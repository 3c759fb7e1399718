//! Public site generation

pub mod assets;
pub mod errors;
pub mod hierarchy;
pub mod publisher;
pub mod render;
pub mod service;

pub use errors::SitesServiceError;
pub use service::*;
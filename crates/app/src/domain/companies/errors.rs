//! Companies service errors.

use sqlx::{
    Error,
    error::{DatabaseError, ErrorKind},
};
use thiserror::Error;

#[derive(Debug, Error)]
pub enum CompaniesServiceError {
    #[error("company already exists")]
    AlreadyExists,

    #[error("company not found")]
    NotFound,

    #[error("related resource not found")]
    InvalidReference,

    #[error("missing required data")]
    MissingRequiredData,

    #[error("invalid data")]
    InvalidData,

    #[error("could not reserve a unique slug after {0} attempts")]
    SlugConflict(u32),

    #[error("storage error")]
    Sql(#[source] Error),
}

impl CompaniesServiceError {
    /// Whether the write lost a slug to a concurrent writer and may succeed
    /// when re-run from the slug lookup.
    #[must_use]
    pub fn is_retryable(&self) -> bool {
        matches!(self, Self::AlreadyExists)
    }
}

impl From<Error> for CompaniesServiceError {
    fn from(error: Error) -> Self {
        if matches!(error, Error::RowNotFound) {
            return Self::NotFound;
        }

        match error.as_database_error().map(DatabaseError::kind) {
            Some(ErrorKind::UniqueViolation) => Self::AlreadyExists,
            Some(ErrorKind::ForeignKeyViolation) => Self::InvalidReference,
            Some(ErrorKind::NotNullViolation) => Self::MissingRequiredData,
            Some(ErrorKind::CheckViolation) => Self::InvalidData,
            Some(ErrorKind::Other | _) | None => Self::Sql(error),
        }
    }
}
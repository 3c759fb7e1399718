use std::path::PathBuf;

use clap::Args;
use orgchart_app::{
    context::AppContext,
    domain::{
        collaborators::{data::CollaboratorUpdate, records::CollaboratorUuid},
        companies::records::CompanyUuid,
    },
    uploads::AssetKind,
};

use crate::cli::{failure, output::print_collaborator};

/// `--name`, `--role` and `--photo` keep their value when omitted; contact
/// fields and `--manager` are replaced, so leaving out `--manager` makes the
/// collaborator top-level.
#[derive(Debug, Args)]
pub(crate) struct UpdateCollaboratorArgs {
    /// Company UUID
    #[arg(long)]
    company: CompanyUuid,

    /// Collaborator UUID
    #[arg(long)]
    collaborator: CollaboratorUuid,

    #[arg(long)]
    name: Option<String>,

    #[arg(long)]
    role: Option<String>,

    #[arg(long)]
    email: Option<String>,

    #[arg(long)]
    department: Option<String>,

    #[arg(long)]
    phone: Option<String>,

    /// Replacement photo
    #[arg(long)]
    photo: Option<PathBuf>,

    /// UUID of the collaborator this one reports to
    #[arg(long)]
    manager: Option<CollaboratorUuid>,
}

pub(crate) async fn run(ctx: &AppContext, args: UpdateCollaboratorArgs) -> Result<(), String> {
    let existing = ctx
        .collaborators
        .get_collaborator(args.company, args.collaborator)
        .await
        .map_err(|error| failure("failed to load collaborator", &error))?;

    let photo_path = match &args.photo {
        Some(source) => Some(
            ctx.assets
                .import(AssetKind::Photo, source)
                .await
                .map_err(|error| failure("failed to import photo", &error))?,
        ),
        None => None,
    };

    let result = ctx
        .collaborators
        .update_collaborator(
            args.company,
            args.collaborator,
            CollaboratorUpdate {
                name: args.name,
                role: args.role,
                email: args.email,
                department: args.department,
                phone: args.phone,
                photo_path: photo_path.clone(),
                manager_uuid: args.manager,
            },
        )
        .await;

    let collaborator = match result {
        Ok(collaborator) => collaborator,
        Err(error) => {
            if let Some(photo_path) = &photo_path {
                ctx.assets.discard(photo_path).await;
            }

            return Err(failure("failed to update collaborator", &error));
        }
    };

    if let (Some(_), Some(previous)) = (&photo_path, &existing.photo_path) {
        ctx.assets.discard(previous).await;
    }

    print_collaborator(&collaborator);

    Ok(())
}
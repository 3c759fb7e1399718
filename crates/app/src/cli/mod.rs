use std::{error::Error, fmt::Write as _};

use clap::{Parser, Subcommand};
use orgchart_app::{config::AppConfig, context::AppContext, logging};

mod collaborator;
mod company;
mod output;
mod site;

#[derive(Debug, Parser)]
#[command(name = "orgchart-app", about = "Org chart builder CLI", long_about = None)]
pub(crate) struct Cli {
    #[command(flatten)]
    config: AppConfig,

    #[command(subcommand)]
    command: Commands,
}

#[derive(Debug, Subcommand)]
enum Commands {
    Company(company::CompanyCommand),
    Collaborator(collaborator::CollaboratorCommand),
    Site(site::SiteCommand),
}

impl Cli {
    pub(crate) async fn run(self) -> Result<(), String> {
        logging::init_subscriber(&self.config.logging)
            .map_err(|error| failure("failed to initialise logging", &error))?;

        let ctx = AppContext::from_config(&self.config)
            .await
            .map_err(|error| failure("failed to start", &error))?;

        match self.command {
            Commands::Company(command) => company::run(&ctx, command).await,
            Commands::Collaborator(command) => collaborator::run(&ctx, command).await,
            Commands::Site(command) => site::run(&ctx, command).await,
        }
    }
}

/// `context: error: source: ...`, since service errors keep their cause in
/// the source chain.
pub(crate) fn failure(context: &str, error: &dyn Error) -> String {
    let mut message = format!("{context}: {error}");
    let mut source = error.source();

    while let Some(cause) = source {
        _ = write!(message, ": {cause}");
        source = cause.source();
    }

    message
}
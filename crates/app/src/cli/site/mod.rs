use clap::{Args, Subcommand};
use orgchart_app::context::AppContext;

mod generate;

#[derive(Debug, Args)]
pub(crate) struct SiteCommand {
    #[command(subcommand)]
    command: SiteSubcommand,
}

#[derive(Debug, Subcommand)]
enum SiteSubcommand {
    /// Render and publish a company's org chart
    Generate(generate::GenerateSiteArgs),
}

pub(crate) async fn run(ctx: &AppContext, command: SiteCommand) -> Result<(), String> {
    match command.command {
        SiteSubcommand::Generate(args) => generate::run(ctx, args).await,
    }
}
//! Slug derivation for company public URLs.
//!
//! A slug is derived from the display name, then the store is searched for
//! `base`, `base-1`, `base-2`, ... until a free candidate (or the renaming
//! company's own slug) turns up. The search itself lives in the repository.

use deunicode::deunicode_char;
use jiff::Timestamp;

/// Word substituted for an empty display name.
pub const FALLBACK_BASE: &str = "empresa";

/// Lowercase ASCII slug of `name`: letters and digits transliterated with
/// diacritics stripped, runs of anything else (punctuation, symbols, emoji)
/// collapsed into one hyphen, no leading or trailing hyphen.
///
/// Symbols are dropped rather than spelled out, so `"🚀"` normalizes to an
/// empty string instead of `"rocket"`.
#[must_use]
pub fn normalize(name: &str) -> String {
    let mut out = String::with_capacity(name.len());
    let mut pending_dash = false;

    for c in name.chars() {
        if is_combining_mark(c) {
            continue;
        }

        let transliterated = if c.is_alphanumeric() {
            deunicode_char(c).unwrap_or_default()
        } else {
            ""
        };

        if transliterated.is_empty() {
            pending_dash = true;
            continue;
        }

        for c in transliterated.chars() {
            if c.is_ascii_alphanumeric() {
                if pending_dash && !out.is_empty() {
                    out.push('-');
                }
                out.push(c.to_ascii_lowercase());
                pending_dash = false;
            } else {
                pending_dash = true;
            }
        }
    }

    out
}

/// Combining diacritics belong to the preceding letter (decomposed input).
fn is_combining_mark(c: char) -> bool {
    matches!(c, '\u{0300}'..='\u{036F}')
}

/// Base slug for `name`, never empty.
#[must_use]
pub fn base_slug(name: &str, now: Timestamp) -> String {
    let name = if name.trim().is_empty() {
        FALLBACK_BASE
    } else {
        name
    };

    let slug = normalize(name);

    if slug.is_empty() {
        format!("{FALLBACK_BASE}-{}", now.as_millisecond())
    } else {
        slug
    }
}

/// The `suffix`-th candidate for `base`: `base` itself, then `base-1`, `base-2`, ...
#[must_use]
pub fn candidate(base: &str, suffix: u64) -> String {
    if suffix == 0 {
        base.to_string()
    } else {
        format!("{base}-{suffix}")
    }
}
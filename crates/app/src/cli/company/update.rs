use std::path::PathBuf;

use clap::Args;
use orgchart_app::{
    context::AppContext,
    domain::companies::{data::CompanyUpdate, records::CompanyUuid, theme::Theme},
    uploads::AssetKind,
};

use crate::cli::{failure, output::print_company};

/// Fields left out keep their value, except `--tax-id` and `--description`,
/// which are cleared when omitted.
#[derive(Debug, Args)]
pub(crate) struct UpdateCompanyArgs {
    /// Company UUID
    #[arg(long)]
    company: CompanyUuid,

    /// New display name; the slug is re-derived when it changes
    #[arg(long)]
    name: Option<String>,

    /// Tax identifier
    #[arg(long)]
    tax_id: Option<String>,

    /// Short description
    #[arg(long)]
    description: Option<String>,

    /// Replacement logo image
    #[arg(long)]
    logo: Option<PathBuf>,

    /// Background theme: `solid[:color]`, `gradient:<spec>` or `image:<url>`
    #[arg(long)]
    theme: Option<Theme>,
}

pub(crate) async fn run(ctx: &AppContext, args: UpdateCompanyArgs) -> Result<(), String> {
    let existing = ctx
        .companies
        .get_company(args.company)
        .await
        .map_err(|error| failure("failed to load company", &error))?;

    let logo_path = match &args.logo {
        Some(source) => Some(
            ctx.assets
                .import(AssetKind::Logo, source)
                .await
                .map_err(|error| failure("failed to import logo", &error))?,
        ),
        None => None,
    };

    let result = ctx
        .companies
        .update_company(
            args.company,
            CompanyUpdate {
                name: args.name,
                tax_id: args.tax_id,
                logo_path: logo_path.clone(),
                description: args.description,
                theme: args.theme,
            },
        )
        .await;

    let company = match result {
        Ok(company) => company,
        Err(error) => {
            if let Some(logo_path) = &logo_path {
                ctx.assets.discard(logo_path).await;
            }

            return Err(failure("failed to update company", &error));
        }
    };

    if let (Some(_), Some(previous)) = (&logo_path, &existing.logo_path) {
        ctx.assets.discard(previous).await;
    }

    if company.slug != existing.slug {
        let removed = ctx
            .sites
            .unpublish_site(&existing.slug)
            .await
            .map_err(|error| failure("failed to remove site under previous slug", &error))?;

        if removed {
            println!("unpublished: {}", existing.slug);
        }
    }

    print_company(&company);

    Ok(())
}
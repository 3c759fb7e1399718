//! Collaborators Repository

use std::path::{Path, PathBuf};

use jiff::Timestamp;
use sqlx::{FromRow, Row, Sqlite, Transaction, query, query_as, query_scalar, sqlite::SqliteRow};
use uuid::Uuid;

use crate::{
    database::{path_column, timestamp_column},
    domain::{
        collaborators::records::{CollaboratorRecord, CollaboratorUuid},
        companies::records::CompanyUuid,
    },
};

const LIST_COLLABORATORS_SQL: &str = include_str!("sql/list_collaborators.sql");
const GET_COLLABORATOR_SQL: &str = include_str!("sql/get_collaborator.sql");
const COMPANY_EXISTS_SQL: &str = include_str!("sql/company_exists.sql");
const CHAIN_CONTAINS_SQL: &str = include_str!("sql/chain_contains.sql");
const CREATE_COLLABORATOR_SQL: &str = include_str!("sql/create_collaborator.sql");
const UPDATE_COLLABORATOR_SQL: &str = include_str!("sql/update_collaborator.sql");
const DELETE_COLLABORATOR_SQL: &str = include_str!("sql/delete_collaborator.sql");

/// Column values written on insert and update.
#[derive(Debug)]
pub(crate) struct CollaboratorRow<'a> {
    pub(crate) name: &'a str,
    pub(crate) role: &'a str,
    pub(crate) email: Option<&'a str>,
    pub(crate) department: Option<&'a str>,
    pub(crate) phone: Option<&'a str>,
    pub(crate) photo_path: Option<&'a Path>,
    pub(crate) manager_uuid: Option<CollaboratorUuid>,
}

#[derive(Debug, Clone, Default)]
pub(crate) struct SqliteCollaboratorsRepository;

impl SqliteCollaboratorsRepository {
    #[must_use]
    pub(crate) fn new() -> Self {
        Self
    }

    pub(crate) async fn company_exists(
        &self,
        tx: &mut Transaction<'_, Sqlite>,
        company: CompanyUuid,
    ) -> Result<bool, sqlx::Error> {
        query_scalar::<Sqlite, bool>(COMPANY_EXISTS_SQL)
            .bind(company.into_uuid())
            .fetch_one(&mut **tx)
            .await
    }

    pub(crate) async fn list_collaborators(
        &self,
        tx: &mut Transaction<'_, Sqlite>,
        company: CompanyUuid,
    ) -> Result<Vec<CollaboratorRecord>, sqlx::Error> {
        query_as::<Sqlite, CollaboratorRecord>(LIST_COLLABORATORS_SQL)
            .bind(company.into_uuid())
            .fetch_all(&mut **tx)
            .await
    }

    pub(crate) async fn get_collaborator(
        &self,
        tx: &mut Transaction<'_, Sqlite>,
        company: CompanyUuid,
        collaborator: CollaboratorUuid,
    ) -> Result<CollaboratorRecord, sqlx::Error> {
        query_as::<Sqlite, CollaboratorRecord>(GET_COLLABORATOR_SQL)
            .bind(company.into_uuid())
            .bind(collaborator.into_uuid())
            .fetch_one(&mut **tx)
            .await
    }

    /// Whether `target` sits on the management chain that starts at `start`
    /// (inclusive).
    pub(crate) async fn chain_contains(
        &self,
        tx: &mut Transaction<'_, Sqlite>,
        start: CollaboratorUuid,
        target: CollaboratorUuid,
    ) -> Result<bool, sqlx::Error> {
        query_scalar::<Sqlite, bool>(CHAIN_CONTAINS_SQL)
            .bind(start.into_uuid())
            .bind(target.into_uuid())
            .fetch_one(&mut **tx)
            .await
    }

    pub(crate) async fn create_collaborator(
        &self,
        tx: &mut Transaction<'_, Sqlite>,
        company: CompanyUuid,
        collaborator: CollaboratorUuid,
        row: CollaboratorRow<'_>,
        now: Timestamp,
    ) -> Result<CollaboratorRecord, sqlx::Error> {
        query_as::<Sqlite, CollaboratorRecord>(CREATE_COLLABORATOR_SQL)
            .bind(collaborator.into_uuid())
            .bind(company.into_uuid())
            .bind(row.name)
            .bind(row.role)
            .bind(row.email)
            .bind(row.department)
            .bind(row.phone)
            .bind(row.photo_path.map(path_column))
            .bind(row.manager_uuid.map(CollaboratorUuid::into_uuid))
            .bind(now.to_string())
            .fetch_one(&mut **tx)
            .await
    }

    pub(crate) async fn update_collaborator(
        &self,
        tx: &mut Transaction<'_, Sqlite>,
        company: CompanyUuid,
        collaborator: CollaboratorUuid,
        row: CollaboratorRow<'_>,
        now: Timestamp,
    ) -> Result<CollaboratorRecord, sqlx::Error> {
        query_as::<Sqlite, CollaboratorRecord>(UPDATE_COLLABORATOR_SQL)
            .bind(company.into_uuid())
            .bind(collaborator.into_uuid())
            .bind(row.name)
            .bind(row.role)
            .bind(row.email)
            .bind(row.department)
            .bind(row.phone)
            .bind(row.photo_path.map(path_column))
            .bind(row.manager_uuid.map(CollaboratorUuid::into_uuid))
            .bind(now.to_string())
            .fetch_one(&mut **tx)
            .await
    }

    pub(crate) async fn delete_collaborator(
        &self,
        tx: &mut Transaction<'_, Sqlite>,
        company: CompanyUuid,
        collaborator: CollaboratorUuid,
    ) -> Result<u64, sqlx::Error> {
        let rows_affected = query(DELETE_COLLABORATOR_SQL)
            .bind(company.into_uuid())
            .bind(collaborator.into_uuid())
            .execute(&mut **tx)
            .await?
            .rows_affected();

        Ok(rows_affected)
    }
}

impl<'r> FromRow<'r, SqliteRow> for CollaboratorRecord {
    fn from_row(row: &'r SqliteRow) -> sqlx::Result<Self> {
        Ok(Self {
            uuid: CollaboratorUuid::from_uuid(row.try_get("uuid")?),
            company_uuid: CompanyUuid::from_uuid(row.try_get("company_uuid")?),
            name: row.try_get("name")?,
            role: row.try_get("role")?,
            email: row.try_get("email")?,
            department: row.try_get("department")?,
            phone: row.try_get("phone")?,
            photo_path: row
                .try_get::<Option<String>, _>("photo_path")?
                .map(PathBuf::from),
            manager_uuid: row
                .try_get::<Option<Uuid>, _>("manager_uuid")?
                .map(CollaboratorUuid::from_uuid),
            created_at: timestamp_column(row, "created_at")?,
            updated_at: timestamp_column(row, "updated_at")?,
        })
    }
}
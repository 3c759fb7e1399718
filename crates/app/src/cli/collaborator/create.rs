use std::path::PathBuf;

use clap::Args;
use orgchart_app::{
    context::AppContext,
    domain::{
        collaborators::{data::NewCollaborator, records::CollaboratorUuid},
        companies::records::CompanyUuid,
    },
    uploads::AssetKind,
};

use crate::cli::{failure, output::print_collaborator};

#[derive(Debug, Args)]
pub(crate) struct CreateCollaboratorArgs {
    /// Company UUID
    #[arg(long)]
    company: CompanyUuid,

    /// Full name
    #[arg(long)]
    name: String,

    /// Job title
    #[arg(long)]
    role: String,

    #[arg(long)]
    email: Option<String>,

    #[arg(long)]
    department: Option<String>,

    #[arg(long)]
    phone: Option<String>,

    /// Photo to import into the uploads directory
    #[arg(long)]
    photo: Option<PathBuf>,

    /// UUID of the collaborator this one reports to
    #[arg(long)]
    manager: Option<CollaboratorUuid>,
}

pub(crate) async fn run(ctx: &AppContext, args: CreateCollaboratorArgs) -> Result<(), String> {
    let photo_path = match &args.photo {
        Some(source) => Some(
            ctx.assets
                .import(AssetKind::Photo, source)
                .await
                .map_err(|error| failure("failed to import photo", &error))?,
        ),
        None => None,
    };

    let result = ctx
        .collaborators
        .create_collaborator(
            args.company,
            NewCollaborator {
                name: args.name,
                role: args.role,
                email: args.email,
                department: args.department,
                phone: args.phone,
                photo_path: photo_path.clone(),
                manager_uuid: args.manager,
            },
        )
        .await;

    let collaborator = match result {
        Ok(collaborator) => collaborator,
        Err(error) => {
            if let Some(photo_path) = &photo_path {
                ctx.assets.discard(photo_path).await;
            }

            return Err(failure("failed to create collaborator", &error));
        }
    };

    print_collaborator(&collaborator);

    Ok(())
}
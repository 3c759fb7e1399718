//! Org Chart CLI

use std::process;

use clap::Parser;

mod cli;

#[tokio::main]
pub async fn main() {
    _ = dotenvy::dotenv();

    let cli = cli::Cli::parse();

    if let Err(error) = cli.run().await {
        eprintln!("{error}");
        process::exit(1);
    }
}
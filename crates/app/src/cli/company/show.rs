use clap::Args;
use orgchart_app::{context::AppContext, domain::companies::records::CompanyUuid};

use crate::cli::{failure, output::print_company};

#[derive(Debug, Args)]
#[group(required = true, multiple = false)]
pub(crate) struct ShowCompanyArgs {
    /// Company UUID
    #[arg(long)]
    company: Option<CompanyUuid>,

    /// Company slug
    #[arg(long)]
    slug: Option<String>,
}

pub(crate) async fn run(ctx: &AppContext, args: ShowCompanyArgs) -> Result<(), String> {
    let company = match (args.company, args.slug) {
        (Some(uuid), _) => ctx.companies.get_company(uuid).await,
        (None, Some(slug)) => ctx.companies.get_company_by_slug(&slug).await,
        (None, None) => return Err("either --company or --slug is required".to_string()),
    }
    .map_err(|error| failure("failed to load company", &error))?;

    print_company(&company);

    Ok(())
}
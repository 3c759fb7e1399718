//! Shared fixtures for service-level tests.

pub(crate) mod helpers;

pub(crate) use context::TestContext;
pub(crate) use db::TestDb;
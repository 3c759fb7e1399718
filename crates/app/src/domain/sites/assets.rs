//! Copies logo and photo files into a site's `assets/` directory.

use std::{
    ffi::OsStr,
    io,
    path::{Path, PathBuf},
};

use tokio::fs;
use tracing::debug;

use crate::domain::{collaborators::records::CollaboratorRecord, companies::records::CompanyRecord};

/// Directory, relative to the site root, holding copied media.
pub const ASSETS_DIR: &str = "assets";

/// Result of staging a company's media into a site directory.
#[derive(Debug, Clone, PartialEq)]
pub struct PublishedAssets {
    /// Site-relative logo URL, when the logo file exists.
    pub logo: Option<String>,

    /// Input collaborators with `photo_path` rewritten to a site-relative
    /// path, or cleared when the photo file is missing.
    pub collaborators: Vec<CollaboratorRecord>,
}

/// Copy every referenced media file that still exists into
/// `<destination>/assets/`.
///
/// Files are renamed after their owner (`logo.<ext>`, `<collaborator>.<ext>`),
/// so repeated runs produce the same layout and two uploads sharing a file
/// name cannot overwrite each other.
///
/// # Errors
///
/// Returns an error when the assets directory cannot be created or an existing
/// file fails to copy. Missing files are skipped.
pub async fn publish_assets(
    company: &CompanyRecord,
    collaborators: Vec<CollaboratorRecord>,
    destination: &Path,
) -> io::Result<PublishedAssets> {
    let assets_dir = destination.join(ASSETS_DIR);

    fs::create_dir_all(&assets_dir).await?;

    let logo = match company.logo_path.as_deref() {
        Some(source) => copy_asset(source, &assets_dir, "logo").await?,
        None => None,
    };

    let mut published = Vec::with_capacity(collaborators.len());

    for mut collaborator in collaborators {
        collaborator.photo_path = match collaborator.photo_path.take() {
            Some(source) => copy_asset(&source, &assets_dir, &collaborator.uuid.to_string())
                .await?
                .map(PathBuf::from),
            None => None,
        };

        published.push(collaborator);
    }

    Ok(PublishedAssets {
        logo,
        collaborators: published,
    })
}

async fn copy_asset(source: &Path, assets_dir: &Path, stem: &str) -> io::Result<Option<String>> {
    match fs::metadata(source).await {
        Ok(metadata) if metadata.is_file() => {}
        Ok(_) | Err(_) => {
            debug!(source = %source.display(), "referenced asset missing, skipping");
            return Ok(None);
        }
    }

    let file_name = match source
        .extension()
        .and_then(OsStr::to_str)
        .filter(|ext| !ext.is_empty() && ext.chars().all(|c| c.is_ascii_alphanumeric()))
    {
        Some(ext) => format!("{stem}.{}", ext.to_ascii_lowercase()),
        None => stem.to_string(),
    };

    fs::copy(source, assets_dir.join(&file_name)).await?;

    Ok(Some(format!("{ASSETS_DIR}/{file_name}")))
}
//! Collaborator Records

use std::path::PathBuf;

use jiff::Timestamp;

use crate::{domain::companies::records::CompanyUuid, uuids::TypedUuid};

/// Collaborator UUID
pub type CollaboratorUuid = TypedUuid<CollaboratorRecord>;

/// Collaborator Record
#[derive(Debug, Clone, PartialEq)]
pub struct CollaboratorRecord {
    pub uuid: CollaboratorUuid,

    /// Owning company.
    pub company_uuid: CompanyUuid,

    pub name: String,

    /// Job title shown on the chart.
    pub role: String,

    pub email: Option<String>,
    pub department: Option<String>,
    pub phone: Option<String>,

    /// Photo file. Points at the asset store for stored records and at a
    /// site-relative `assets/...` path once published.
    pub photo_path: Option<PathBuf>,

    /// Direct manager within the same company.
    pub manager_uuid: Option<CollaboratorUuid>,

    pub created_at: Timestamp,
    pub updated_at: Timestamp,
}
########################################
Take from the material above every line that includes the word "MissingRequiredData".

## YOUR RESPONSE
    MissingRequiredData,
            Some(ErrorKind::NotNullViolation) => Self::MissingRequiredData,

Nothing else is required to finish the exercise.